On Friday, March 24, we had a very engaging session by Mrs Rama Bijapurkar.

About Mrs Rama Bijapurkar

Rama Bijapurkar is a researcher, an academic, an author and a business advisor and also one of India's most experienced independent directors. She is an ardent evangelist of putting the customer at the centre of business thinking.

Ms Bijapurkar is author of several bestselling books like “We are like that only: Understanding the Logic of Consumer India”, “A Never-Before World: Tracking the Evolution of Consumer India and “Customer in the boardroom: Crafting Customer-Based Business Strategy”.

Ms Bijapurkar has been a visiting faculty and a professor of practice at IIM Ahmedabad, where she teaches second year PGP and Executive MBA students. Among other courses, she offers a course called Customer Based Business Strategy.

Ms Bijapurkar has served on the boards of reputed companies like ICICI Bank, Infosys, Mahindra Finance, CRISIL, Cummins India, Nestle India, National Payments Corporation of India, Apollo Hospitals and Sun Pharma. She has also served on the boards of public institutions like IIM Ahmedabad, Banking Codes and Standards Board of India, etc.

Introduction

Mrs Bijapurkar started by pointing out how little the customer is part of senior management conversations. In fact, the more senior the management, the less the focus seems to be on customers. The word customer often appears in some obscure portion of strategy documents. Senior executives also find it difficult to describe the business through the lens of the customer.

The reason for this situation is simple. Indian companies have found growth relatively easy, with limited competition. As the country has developed, the rich have become richer (the trend has strengthened during the pandemic) , creating easy growth opportunities. It has just been a matter of catching the rain.

For most companies, strategy has equated to being present in different segments, expanding the product range, widening the distribution network, increased operational excellence, execution focus, moving to adjacent areas, acquisitions, and partnerships. The only place where there is some connection with the customer is when senior execs talk about the brand. Otherwise, business strategy is disconnected from customers.
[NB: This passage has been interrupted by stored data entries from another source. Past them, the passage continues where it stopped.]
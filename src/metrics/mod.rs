// Metrics module - Prometheus-compatible job counters
// Atomic counters plus a few labelled maps, exported as Prometheus text

use std::collections::BTreeMap;
use std::sync::atomic::{AtomicU64, Ordering};
use std::sync::Mutex;

/// Thread-safe counters for the request and job pipeline
pub struct Metrics {
    // HTTP requests by route and by response status
    request_count: AtomicU64,
    route_counts: Mutex<BTreeMap<String, u64>>,
    status_counts: Mutex<BTreeMap<u16, u64>>,

    // Job lifecycle
    jobs_started: AtomicU64,
    cache_hits: AtomicU64,
    cache_misses: AtomicU64,
    passthrough_downloads: AtomicU64,
    transforms: Mutex<BTreeMap<String, u64>>,
    job_failures: Mutex<BTreeMap<String, u64>>,

    // Job duration, stored in microseconds
    job_duration_sum_us: AtomicU64,
    job_duration_count: AtomicU64,
}

impl Metrics {
    pub fn new() -> Self {
        Self {
            request_count: AtomicU64::new(0),
            route_counts: Mutex::new(BTreeMap::new()),
            status_counts: Mutex::new(BTreeMap::new()),
            jobs_started: AtomicU64::new(0),
            cache_hits: AtomicU64::new(0),
            cache_misses: AtomicU64::new(0),
            passthrough_downloads: AtomicU64::new(0),
            transforms: Mutex::new(BTreeMap::new()),
            job_failures: Mutex::new(BTreeMap::new()),
            job_duration_sum_us: AtomicU64::new(0),
            job_duration_count: AtomicU64::new(0),
        }
    }

    /// Count an inbound request for `route`
    pub fn increment_request(&self, route: &str) {
        self.request_count.fetch_add(1, Ordering::Relaxed);
        increment_label(&self.route_counts, route.to_string());
    }

    pub fn increment_status_count(&self, status_code: u16) {
        if let Ok(mut counts) = self.status_counts.lock() {
            *counts.entry(status_code).or_insert(0) += 1;
        }
    }

    pub fn increment_job_started(&self) {
        self.jobs_started.fetch_add(1, Ordering::Relaxed);
    }

    pub fn increment_cache_hit(&self) {
        self.cache_hits.fetch_add(1, Ordering::Relaxed);
    }

    pub fn increment_cache_miss(&self) {
        self.cache_misses.fetch_add(1, Ordering::Relaxed);
    }

    pub fn increment_passthrough(&self) {
        self.passthrough_downloads.fetch_add(1, Ordering::Relaxed);
    }

    /// Count a transform dispatched to `engine`
    pub fn increment_transform(&self, engine: &str) {
        increment_label(&self.transforms, engine.to_string());
    }

    /// Count a failed job by its status label (`404`, `500`, `ETIMEDOUT`, ...)
    pub fn increment_job_failure(&self, status: &str) {
        increment_label(&self.job_failures, status.to_string());
    }

    /// Record a job duration in milliseconds
    pub fn record_job_duration(&self, duration_ms: f64) {
        let duration_us = (duration_ms * 1000.0) as u64;
        self.job_duration_sum_us
            .fetch_add(duration_us, Ordering::Relaxed);
        self.job_duration_count.fetch_add(1, Ordering::Relaxed);
    }

    pub fn request_count(&self) -> u64 {
        self.request_count.load(Ordering::Relaxed)
    }

    pub fn jobs_started(&self) -> u64 {
        self.jobs_started.load(Ordering::Relaxed)
    }

    pub fn cache_hits(&self) -> u64 {
        self.cache_hits.load(Ordering::Relaxed)
    }

    pub fn cache_misses(&self) -> u64 {
        self.cache_misses.load(Ordering::Relaxed)
    }

    pub fn passthrough_downloads(&self) -> u64 {
        self.passthrough_downloads.load(Ordering::Relaxed)
    }

    pub fn transform_count(&self, engine: &str) -> u64 {
        label_value(&self.transforms, engine)
    }

    pub fn job_failure_count(&self, status: &str) -> u64 {
        label_value(&self.job_failures, status)
    }

    /// Export all metrics in Prometheus text format
    pub fn export_prometheus(&self) -> String {
        let mut output = String::new();

        output.push_str("# HELP http_requests_total Total number of HTTP requests received\n");
        output.push_str("# TYPE http_requests_total counter\n");
        output.push_str(&format!("http_requests_total {}\n", self.request_count()));

        output.push_str("\n# HELP http_requests_by_route_total HTTP requests by route\n");
        output.push_str("# TYPE http_requests_by_route_total counter\n");
        if let Ok(counts) = self.route_counts.lock() {
            for (route, count) in counts.iter() {
                output.push_str(&format!(
                    "http_requests_by_route_total{{route=\"{}\"}} {}\n",
                    route, count
                ));
            }
        }

        output.push_str("\n# HELP http_responses_by_status_total HTTP responses by status code\n");
        output.push_str("# TYPE http_responses_by_status_total counter\n");
        if let Ok(counts) = self.status_counts.lock() {
            for (status, count) in counts.iter() {
                output.push_str(&format!(
                    "http_responses_by_status_total{{status=\"{}\"}} {}\n",
                    status, count
                ));
            }
        }

        output.push_str("\n# HELP resize_jobs_started_total Transform jobs started\n");
        output.push_str("# TYPE resize_jobs_started_total counter\n");
        output.push_str(&format!("resize_jobs_started_total {}\n", self.jobs_started()));

        output.push_str("\n# HELP resize_cache_hits_total Jobs answered from the disk cache\n");
        output.push_str("# TYPE resize_cache_hits_total counter\n");
        output.push_str(&format!("resize_cache_hits_total {}\n", self.cache_hits()));

        output.push_str("\n# HELP resize_cache_misses_total Jobs that had to produce a cache file\n");
        output.push_str("# TYPE resize_cache_misses_total counter\n");
        output.push_str(&format!("resize_cache_misses_total {}\n", self.cache_misses()));

        output.push_str("\n# HELP resize_passthrough_total Non-image sources copied verbatim\n");
        output.push_str("# TYPE resize_passthrough_total counter\n");
        output.push_str(&format!(
            "resize_passthrough_total {}\n",
            self.passthrough_downloads()
        ));

        output.push_str("\n# HELP resize_transforms_total Transforms by backend\n");
        output.push_str("# TYPE resize_transforms_total counter\n");
        if let Ok(counts) = self.transforms.lock() {
            for (engine, count) in counts.iter() {
                output.push_str(&format!(
                    "resize_transforms_total{{engine=\"{}\"}} {}\n",
                    engine, count
                ));
            }
        }

        output.push_str("\n# HELP resize_job_failures_total Failed jobs by status\n");
        output.push_str("# TYPE resize_job_failures_total counter\n");
        if let Ok(counts) = self.job_failures.lock() {
            for (status, count) in counts.iter() {
                output.push_str(&format!(
                    "resize_job_failures_total{{status=\"{}\"}} {}\n",
                    status, count
                ));
            }
        }

        let sum_seconds = self.job_duration_sum_us.load(Ordering::Relaxed) as f64 / 1_000_000.0;
        output.push_str("\n# HELP resize_job_duration_seconds Time spent running jobs\n");
        output.push_str("# TYPE resize_job_duration_seconds summary\n");
        output.push_str(&format!("resize_job_duration_seconds_sum {}\n", sum_seconds));
        output.push_str(&format!(
            "resize_job_duration_seconds_count {}\n",
            self.job_duration_count.load(Ordering::Relaxed)
        ));

        output
    }
}

impl Default for Metrics {
    fn default() -> Self {
        Self::new()
    }
}

fn increment_label(map: &Mutex<BTreeMap<String, u64>>, label: String) {
    if let Ok(mut counts) = map.lock() {
        *counts.entry(label).or_insert(0) += 1;
    }
}

fn label_value(map: &Mutex<BTreeMap<String, u64>>, label: &str) -> u64 {
    map.lock()
        .ok()
        .and_then(|counts| counts.get(label).copied())
        .unwrap_or(0)
}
Mrs Bijapurkar added during the Q&A that only when competition intensifies, customer orientation will become strong. (Telecom companies are now understanding the importance of network quality.) Right now, growth masks the underlying problem. The motivation to really understand the customer is low. It will take some time before customer inputs go into strategic planning and customer related KPIs are given more importance than market share.

Wearing the customer lens

Whether it is revenue, cost, or profit, we should be able to connect the business metric with the customer. Consider a key metric like market share. It is just a number which can be calculated as per our convenience. It has meaning only when we relate it to the customer. We should keep asking: Which customers are buying our product? Which customers are walking away? How can we fulfil their needs and persuade them to buy more of our product? If the market is shrinking, we must ask: Are customers embracing some substitute?

We should diagnose the problem of sales growth wearing the customer lens. If sales of consumer durables are not growing fast enough, we must not equate it with lack of demand. We are living in a gadget driven economy.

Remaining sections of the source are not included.